WHAT NEEDS TO BE DONE: Go through the listing and return every line with "EntryPurpose" in it.

Content starts

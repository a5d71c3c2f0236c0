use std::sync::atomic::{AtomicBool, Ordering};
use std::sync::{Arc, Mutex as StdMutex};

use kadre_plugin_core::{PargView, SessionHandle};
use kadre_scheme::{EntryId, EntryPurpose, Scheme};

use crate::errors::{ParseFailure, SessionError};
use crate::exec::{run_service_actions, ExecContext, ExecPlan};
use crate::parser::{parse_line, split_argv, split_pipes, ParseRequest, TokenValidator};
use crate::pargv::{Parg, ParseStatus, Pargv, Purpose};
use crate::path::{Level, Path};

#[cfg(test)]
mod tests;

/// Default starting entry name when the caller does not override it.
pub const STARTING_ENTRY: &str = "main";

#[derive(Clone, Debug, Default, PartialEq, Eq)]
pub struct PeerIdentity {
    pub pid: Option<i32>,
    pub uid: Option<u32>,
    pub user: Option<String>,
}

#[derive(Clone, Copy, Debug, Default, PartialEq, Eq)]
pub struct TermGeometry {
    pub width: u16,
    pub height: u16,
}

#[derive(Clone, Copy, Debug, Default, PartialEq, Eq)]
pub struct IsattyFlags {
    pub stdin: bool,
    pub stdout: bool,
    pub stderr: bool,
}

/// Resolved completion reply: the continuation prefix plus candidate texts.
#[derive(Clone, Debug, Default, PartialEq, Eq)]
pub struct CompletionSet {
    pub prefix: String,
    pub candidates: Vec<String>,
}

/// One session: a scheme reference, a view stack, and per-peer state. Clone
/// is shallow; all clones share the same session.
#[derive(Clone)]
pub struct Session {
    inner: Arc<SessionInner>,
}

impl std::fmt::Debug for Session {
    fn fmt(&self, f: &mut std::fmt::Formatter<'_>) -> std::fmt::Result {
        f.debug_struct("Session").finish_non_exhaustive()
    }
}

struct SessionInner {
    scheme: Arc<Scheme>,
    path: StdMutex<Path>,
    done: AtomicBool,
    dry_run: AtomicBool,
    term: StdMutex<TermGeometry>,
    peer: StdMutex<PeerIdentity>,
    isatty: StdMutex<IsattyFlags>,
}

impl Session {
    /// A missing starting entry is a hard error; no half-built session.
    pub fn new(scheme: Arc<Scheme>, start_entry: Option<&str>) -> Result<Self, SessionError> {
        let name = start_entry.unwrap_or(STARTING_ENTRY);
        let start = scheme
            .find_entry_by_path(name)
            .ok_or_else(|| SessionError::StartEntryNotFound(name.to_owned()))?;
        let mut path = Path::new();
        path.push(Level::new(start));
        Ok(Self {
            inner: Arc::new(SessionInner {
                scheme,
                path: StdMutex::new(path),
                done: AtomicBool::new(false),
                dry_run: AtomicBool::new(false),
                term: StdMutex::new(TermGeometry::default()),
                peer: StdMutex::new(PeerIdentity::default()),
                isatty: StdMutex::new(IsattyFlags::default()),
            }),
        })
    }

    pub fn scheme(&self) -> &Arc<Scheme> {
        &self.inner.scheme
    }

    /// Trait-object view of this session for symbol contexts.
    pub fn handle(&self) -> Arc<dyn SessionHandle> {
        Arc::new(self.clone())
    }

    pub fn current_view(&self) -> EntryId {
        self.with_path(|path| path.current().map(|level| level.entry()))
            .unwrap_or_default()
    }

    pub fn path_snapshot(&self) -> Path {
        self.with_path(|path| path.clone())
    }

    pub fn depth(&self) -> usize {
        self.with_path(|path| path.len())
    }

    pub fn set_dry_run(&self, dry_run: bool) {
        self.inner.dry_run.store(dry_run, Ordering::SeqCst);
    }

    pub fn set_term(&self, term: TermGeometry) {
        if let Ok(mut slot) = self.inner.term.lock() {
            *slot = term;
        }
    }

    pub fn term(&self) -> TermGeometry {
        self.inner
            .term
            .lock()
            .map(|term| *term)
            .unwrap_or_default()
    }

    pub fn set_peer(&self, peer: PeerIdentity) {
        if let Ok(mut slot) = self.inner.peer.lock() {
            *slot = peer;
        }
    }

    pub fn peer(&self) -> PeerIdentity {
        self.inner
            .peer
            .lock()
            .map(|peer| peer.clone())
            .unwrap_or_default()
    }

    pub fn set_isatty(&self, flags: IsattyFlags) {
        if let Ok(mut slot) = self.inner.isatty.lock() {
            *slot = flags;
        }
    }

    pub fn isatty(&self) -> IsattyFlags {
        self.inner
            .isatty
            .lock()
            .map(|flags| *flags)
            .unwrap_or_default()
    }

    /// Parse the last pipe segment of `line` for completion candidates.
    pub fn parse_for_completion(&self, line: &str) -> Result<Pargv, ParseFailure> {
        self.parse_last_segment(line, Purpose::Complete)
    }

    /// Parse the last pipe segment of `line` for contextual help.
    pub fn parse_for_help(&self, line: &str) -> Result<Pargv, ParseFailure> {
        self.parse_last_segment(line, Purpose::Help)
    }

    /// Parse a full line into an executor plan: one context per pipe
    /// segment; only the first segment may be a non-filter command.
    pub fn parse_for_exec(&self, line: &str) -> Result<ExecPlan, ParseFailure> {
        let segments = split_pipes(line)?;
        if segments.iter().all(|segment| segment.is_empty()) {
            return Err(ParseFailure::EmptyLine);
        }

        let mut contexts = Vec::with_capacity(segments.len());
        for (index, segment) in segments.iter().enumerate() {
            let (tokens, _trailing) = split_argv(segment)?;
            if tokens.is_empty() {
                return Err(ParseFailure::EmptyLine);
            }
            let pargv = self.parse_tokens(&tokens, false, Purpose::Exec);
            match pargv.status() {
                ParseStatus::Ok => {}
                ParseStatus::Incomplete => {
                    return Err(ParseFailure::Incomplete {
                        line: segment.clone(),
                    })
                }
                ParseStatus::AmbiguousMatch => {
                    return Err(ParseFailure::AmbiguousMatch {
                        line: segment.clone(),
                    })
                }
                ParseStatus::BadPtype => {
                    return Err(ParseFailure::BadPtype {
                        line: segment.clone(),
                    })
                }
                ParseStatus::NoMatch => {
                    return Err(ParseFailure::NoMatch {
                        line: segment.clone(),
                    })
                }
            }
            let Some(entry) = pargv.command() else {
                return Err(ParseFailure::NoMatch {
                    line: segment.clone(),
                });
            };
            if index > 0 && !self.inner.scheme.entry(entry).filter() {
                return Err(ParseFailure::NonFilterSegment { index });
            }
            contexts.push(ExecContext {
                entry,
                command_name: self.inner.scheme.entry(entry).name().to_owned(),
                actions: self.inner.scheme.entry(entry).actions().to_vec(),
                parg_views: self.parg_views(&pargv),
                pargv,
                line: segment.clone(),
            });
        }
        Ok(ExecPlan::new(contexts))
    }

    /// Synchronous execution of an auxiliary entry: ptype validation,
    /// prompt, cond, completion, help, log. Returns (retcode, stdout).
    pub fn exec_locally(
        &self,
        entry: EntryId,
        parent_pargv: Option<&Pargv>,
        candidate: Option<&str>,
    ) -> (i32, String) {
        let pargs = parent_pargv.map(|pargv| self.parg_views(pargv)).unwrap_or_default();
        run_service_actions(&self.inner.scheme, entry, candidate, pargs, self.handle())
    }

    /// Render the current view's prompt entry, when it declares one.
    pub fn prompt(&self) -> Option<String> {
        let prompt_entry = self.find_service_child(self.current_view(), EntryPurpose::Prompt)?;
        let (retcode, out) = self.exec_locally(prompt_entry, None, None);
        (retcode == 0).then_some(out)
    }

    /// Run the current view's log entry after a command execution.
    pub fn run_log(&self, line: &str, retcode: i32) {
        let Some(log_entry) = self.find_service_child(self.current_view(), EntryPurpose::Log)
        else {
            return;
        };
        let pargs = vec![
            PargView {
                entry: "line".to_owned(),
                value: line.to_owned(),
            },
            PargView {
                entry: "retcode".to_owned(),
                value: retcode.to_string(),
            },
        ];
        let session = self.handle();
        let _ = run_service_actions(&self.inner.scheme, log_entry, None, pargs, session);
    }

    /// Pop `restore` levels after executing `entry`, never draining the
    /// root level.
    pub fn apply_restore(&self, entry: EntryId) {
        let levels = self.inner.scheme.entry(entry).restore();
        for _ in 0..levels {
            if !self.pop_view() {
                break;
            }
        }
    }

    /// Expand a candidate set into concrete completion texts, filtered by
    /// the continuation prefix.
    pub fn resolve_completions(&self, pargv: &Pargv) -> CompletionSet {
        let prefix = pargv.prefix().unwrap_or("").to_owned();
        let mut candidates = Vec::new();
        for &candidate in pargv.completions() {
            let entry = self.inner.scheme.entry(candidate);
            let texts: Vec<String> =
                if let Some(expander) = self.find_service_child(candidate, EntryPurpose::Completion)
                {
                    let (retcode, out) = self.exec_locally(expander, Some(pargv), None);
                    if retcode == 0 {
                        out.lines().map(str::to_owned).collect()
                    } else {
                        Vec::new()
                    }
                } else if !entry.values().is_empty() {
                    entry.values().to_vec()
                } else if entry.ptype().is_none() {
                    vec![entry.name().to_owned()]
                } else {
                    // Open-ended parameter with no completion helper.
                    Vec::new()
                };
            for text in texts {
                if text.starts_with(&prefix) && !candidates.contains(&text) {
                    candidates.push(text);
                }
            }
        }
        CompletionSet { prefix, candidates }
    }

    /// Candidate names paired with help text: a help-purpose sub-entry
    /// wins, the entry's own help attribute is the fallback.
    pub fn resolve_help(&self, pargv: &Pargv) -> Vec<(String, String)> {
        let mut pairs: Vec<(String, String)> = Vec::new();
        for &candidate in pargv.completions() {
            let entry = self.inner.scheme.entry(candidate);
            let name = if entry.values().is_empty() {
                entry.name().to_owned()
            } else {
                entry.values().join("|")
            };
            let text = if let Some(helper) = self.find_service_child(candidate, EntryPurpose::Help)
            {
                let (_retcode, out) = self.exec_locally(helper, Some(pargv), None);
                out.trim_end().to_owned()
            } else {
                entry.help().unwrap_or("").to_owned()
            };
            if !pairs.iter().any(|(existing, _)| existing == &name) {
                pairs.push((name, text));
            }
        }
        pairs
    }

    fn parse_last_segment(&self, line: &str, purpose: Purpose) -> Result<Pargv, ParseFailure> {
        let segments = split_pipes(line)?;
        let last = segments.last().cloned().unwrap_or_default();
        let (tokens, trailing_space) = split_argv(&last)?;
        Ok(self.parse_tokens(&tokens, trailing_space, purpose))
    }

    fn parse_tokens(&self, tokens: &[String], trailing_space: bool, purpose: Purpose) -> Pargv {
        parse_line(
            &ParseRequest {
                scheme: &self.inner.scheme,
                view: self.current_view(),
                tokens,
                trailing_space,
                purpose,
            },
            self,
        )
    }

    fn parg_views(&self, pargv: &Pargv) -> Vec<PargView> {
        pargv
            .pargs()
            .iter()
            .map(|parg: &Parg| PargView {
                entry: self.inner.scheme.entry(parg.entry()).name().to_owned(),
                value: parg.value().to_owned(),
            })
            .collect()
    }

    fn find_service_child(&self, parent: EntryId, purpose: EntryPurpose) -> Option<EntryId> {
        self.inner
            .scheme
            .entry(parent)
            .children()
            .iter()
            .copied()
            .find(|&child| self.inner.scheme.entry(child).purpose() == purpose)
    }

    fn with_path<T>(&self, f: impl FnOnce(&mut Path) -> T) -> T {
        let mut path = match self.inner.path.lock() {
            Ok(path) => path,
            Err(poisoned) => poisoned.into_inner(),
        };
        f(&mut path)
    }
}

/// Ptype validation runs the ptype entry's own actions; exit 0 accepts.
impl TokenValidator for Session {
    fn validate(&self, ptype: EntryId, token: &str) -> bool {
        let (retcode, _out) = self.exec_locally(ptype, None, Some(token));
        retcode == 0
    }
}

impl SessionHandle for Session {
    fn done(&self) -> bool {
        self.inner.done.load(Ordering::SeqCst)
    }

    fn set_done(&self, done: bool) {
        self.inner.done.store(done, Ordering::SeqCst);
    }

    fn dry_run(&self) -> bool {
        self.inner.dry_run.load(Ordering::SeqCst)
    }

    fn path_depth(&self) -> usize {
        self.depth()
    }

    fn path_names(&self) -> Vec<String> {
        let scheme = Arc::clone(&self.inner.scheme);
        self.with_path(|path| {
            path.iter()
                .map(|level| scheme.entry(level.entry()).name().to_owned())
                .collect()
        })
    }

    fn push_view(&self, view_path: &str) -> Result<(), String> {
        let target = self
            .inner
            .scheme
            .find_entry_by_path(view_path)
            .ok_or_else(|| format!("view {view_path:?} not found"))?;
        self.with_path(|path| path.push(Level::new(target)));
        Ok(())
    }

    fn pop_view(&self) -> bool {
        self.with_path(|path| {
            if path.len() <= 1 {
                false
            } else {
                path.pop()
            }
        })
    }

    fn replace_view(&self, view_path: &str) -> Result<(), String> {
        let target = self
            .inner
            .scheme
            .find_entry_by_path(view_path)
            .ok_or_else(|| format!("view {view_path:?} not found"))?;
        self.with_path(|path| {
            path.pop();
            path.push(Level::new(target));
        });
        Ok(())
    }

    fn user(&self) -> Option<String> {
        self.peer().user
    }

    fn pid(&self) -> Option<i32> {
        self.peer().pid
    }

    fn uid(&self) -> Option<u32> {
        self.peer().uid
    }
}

Content ends

EXERCISE OUTPUT:
use kadre_scheme::{EntryId, EntryPurpose, Scheme};
        let prompt_entry = self.find_service_child(self.current_view(), EntryPurpose::Prompt)?;
        let Some(log_entry) = self.find_service_child(self.current_view(), EntryPurpose::Log)
                if let Some(expander) = self.find_service_child(candidate, EntryPurpose::Completion)
            let text = if let Some(helper) = self.find_service_child(candidate, EntryPurpose::Help)
    fn find_service_child(&self, parent: EntryId, purpose: EntryPurpose) -> Option<EntryId> {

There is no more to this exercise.